» What you will do:
Copy the entries exactly, through the "uniform buffer and" line.
*** Opening of Entries supplied ***
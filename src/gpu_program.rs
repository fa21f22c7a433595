//! # GPU Program
//!
//! The `wgpu` side of a program. [`GpuProgramFactory`] implements [`ProgramBackend`] by
//! turning a [`LinkedProgram`] into a render pipeline with its own uniform buffer and
//! bind group, and [`ScenePass`] implements [`FrameTarget`] by recording the draws into
//! an open render pass.
//!
//! ## Pipeline state
//!
//! Every pipeline draws the shared full-screen quad as a four-vertex triangle strip with
//! counter-clockwise front faces and back-face culling, a depth test of `Less` and alpha
//! blending into the surface format.
//!
//! A program without a fragment stage is given [`FIXED_FUNCTION_FRAGMENT_SHADER`], which
//! writes opaque white. A `wgpu` pipeline with no fragment stage cannot be used in a pass
//! that has a colour attachment.
//!
//! ## Errors
//!
//! Shader module and pipeline creation run inside a validation error scope. Anything the
//! device reports there becomes a [`ProgramError::Link`], so a bad program surfaces as a
//! result instead of through the device's uncaptured-error handler.

use std::borrow::Cow;

use crate::program::{LinkedProgram, ProgramBackend, ProgramError, FRAGMENT_ENTRY_POINT};
use crate::scene::FrameTarget;
use crate::uniform_buffer::UniformBlock;
use crate::vertex::{QuadVertex, QUAD_VERTEX_COUNT};

/// Fragment stage used for programs that do not supply one.
pub const FIXED_FUNCTION_FRAGMENT_SHADER: &str = r#"
@fragment
fn fragment_main() -> @location(0) vec4<f32> {
    return vec4<f32>(1.0, 1.0, 1.0, 1.0);
}
"#;

/// A program resident on the GPU.
pub struct GpuProgram {
    pipeline: wgpu::RenderPipeline,
    uniform_buffer: wgpu::Buffer,
    bind_group: wgpu::BindGroup,
}

/// Builds [`GpuProgram`]s on one device.
pub struct GpuProgramFactory<'a> {
    device: &'a wgpu::Device,
    surface_format: wgpu::TextureFormat,
    depth_format: wgpu::TextureFormat,
}

impl<'a> GpuProgramFactory<'a> {
    pub fn new(
        device: &'a wgpu::Device,
        surface_format: wgpu::TextureFormat,
        depth_format: wgpu::TextureFormat,
    ) -> Self {
        Self {
            device,
            surface_format,
            depth_format,
        }
    }

    fn build(&self, linked: &LinkedProgram) -> GpuProgram {
        let device = self.device;
        let staging = UniformBlock::zeroed(linked.block_size());

        let uniform_buffer = wgpu::util::DeviceExt::create_buffer_init(
            device,
            &wgpu::util::BufferInitDescriptor {
                label: Some("Program Uniform Buffer"),
                contents: staging.as_bytes(),
                usage: wgpu::BufferUsages::UNIFORM | wgpu::BufferUsages::COPY_DST,
            },
        );

        let bind_group_layout = device.create_bind_group_layout(&wgpu::BindGroupLayoutDescriptor {
            entries: &[wgpu::BindGroupLayoutEntry {
                binding: 0,
                visibility: wgpu::ShaderStages::VERTEX | wgpu::ShaderStages::FRAGMENT,
                ty: wgpu::BindingType::Buffer {
                    ty: wgpu::BufferBindingType::Uniform,
                    has_dynamic_offset: false,
                    min_binding_size: None,
                },
                count: None,
            }],
            label: Some("program_uniform_bind_group_layout"),
        });

        let bind_group = device.create_bind_group(&wgpu::BindGroupDescriptor {
            layout: &bind_group_layout,
            entries: &[wgpu::BindGroupEntry {
                binding: 0,
                resource: uniform_buffer.as_entire_binding(),
            }],
            label: Some("program_uniform_bind_group"),
        });

        let vertex_module = device.create_shader_module(wgpu::ShaderModuleDescriptor {
            label: Some("Vertex Stage"),
            source: wgpu::ShaderSource::Wgsl(Cow::Borrowed(linked.vertex().source())),
        });

        let fragment_source = linked
            .fragment()
            .map_or(FIXED_FUNCTION_FRAGMENT_SHADER, |stage| stage.source());
        let fragment_module = device.create_shader_module(wgpu::ShaderModuleDescriptor {
            label: Some("Fragment Stage"),
            source: wgpu::ShaderSource::Wgsl(Cow::Borrowed(fragment_source)),
        });

        let pipeline_layout = device.create_pipeline_layout(&wgpu::PipelineLayoutDescriptor {
            label: Some("Program Pipeline Layout"),
            bind_group_layouts: &[&bind_group_layout],
            push_constant_ranges: &[],
        });

        let pipeline = device.create_render_pipeline(&wgpu::RenderPipelineDescriptor {
            label: Some("Program Pipeline"),
            layout: Some(&pipeline_layout),
            vertex: wgpu::VertexState {
                module: &vertex_module,
                entry_point: Some(linked.vertex().entry_point()),
                buffers: &[QuadVertex::description(&QuadVertex::vertex_attributes())],
                compilation_options: Default::default(),
            },
            primitive: wgpu::PrimitiveState {
                topology: wgpu::PrimitiveTopology::TriangleStrip,
                strip_index_format: None,
                front_face: wgpu::FrontFace::Ccw,
                cull_mode: Some(wgpu::Face::Back),
                polygon_mode: wgpu::PolygonMode::Fill,
                conservative: false,
                unclipped_depth: false,
            },
            depth_stencil: Some(wgpu::DepthStencilState {
                format: self.depth_format,
                depth_write_enabled: true,
                depth_compare: wgpu::CompareFunction::Less,
                stencil: wgpu::StencilState::default(),
                bias: wgpu::DepthBiasState::default(),
            }),
            multisample: wgpu::MultisampleState {
                count: 1,
                mask: !0,
                alpha_to_coverage_enabled: false,
            },
            fragment: Some(wgpu::FragmentState {
                module: &fragment_module,
                entry_point: Some(FRAGMENT_ENTRY_POINT),
                targets: &[Some(wgpu::ColorTargetState {
                    format: self.surface_format,
                    blend: Some(wgpu::BlendState::ALPHA_BLENDING),
                    write_mask: wgpu::ColorWrites::ALL,
                })],
                compilation_options: Default::default(),
            }),
            multiview: None,
            cache: None,
        });

        GpuProgram {
            pipeline,
            uniform_buffer,
            bind_group,
        }
    }
}

/// Resolves a device future that is ready once queued work is validated.
#[cfg(not(target_arch = "wasm32"))]
fn resolve<F: std::future::Future>(future: F) -> F::Output {
    pollster::block_on(future)
}

/// On the web the error scope cannot be awaited synchronously; a scope that has not
/// resolved yet is treated as clean.
#[cfg(target_arch = "wasm32")]
fn resolve<T, F: std::future::Future<Output = Option<T>>>(future: F) -> Option<T> {
    futures::FutureExt::now_or_never(future).flatten()
}

impl ProgramBackend for GpuProgramFactory<'_> {
    type Program = GpuProgram;

    fn create_program(&mut self, linked: &LinkedProgram) -> Result<GpuProgram, ProgramError> {
        self.device.push_error_scope(wgpu::ErrorFilter::Validation);
        let program = self.build(linked);
        match resolve(self.device.pop_error_scope()) {
            None => Ok(program),
            Some(error) => {
                self.destroy_program(program);
                Err(ProgramError::Link {
                    diagnostic: error.to_string(),
                })
            }
        }
    }

    fn destroy_program(&mut self, program: GpuProgram) {
        program.uniform_buffer.destroy();
    }
}

/// Records entity draws into an open render pass.
pub struct ScenePass<'a, 'pass> {
    queue: &'a wgpu::Queue,
    render_pass: &'a mut wgpu::RenderPass<'pass>,
    quad: &'a wgpu::Buffer,
}

impl<'a, 'pass> ScenePass<'a, 'pass> {
    pub fn new(
        queue: &'a wgpu::Queue,
        render_pass: &'a mut wgpu::RenderPass<'pass>,
        quad: &'a wgpu::Buffer,
    ) -> Self {
        Self {
            queue,
            render_pass,
            quad,
        }
    }
}

impl FrameTarget<GpuProgram> for ScenePass<'_, '_> {
    fn draw_quad(&mut self, program: &GpuProgram, uniforms: &UniformBlock) {
        self.queue
            .write_buffer(&program.uniform_buffer, 0, uniforms.as_bytes());
        self.render_pass.set_pipeline(&program.pipeline);
        self.render_pass.set_bind_group(0, &program.bind_group, &[]);
        self.render_pass.set_vertex_buffer(0, self.quad.slice(..));
        self.render_pass.draw(0..QUAD_VERTEX_COUNT, 0..1);
    }
}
*** Close of Entries supplied ***
» Solution:
filename src/gpu_program.rs
repository fa21f22c7a433595
//! # GPU Program
//!
//! The `wgpu` side of a program. [`GpuProgramFactory`] implements [`ProgramBackend`] by
//! turning a [`LinkedProgram`] into a render pipeline with its own uniform buffer and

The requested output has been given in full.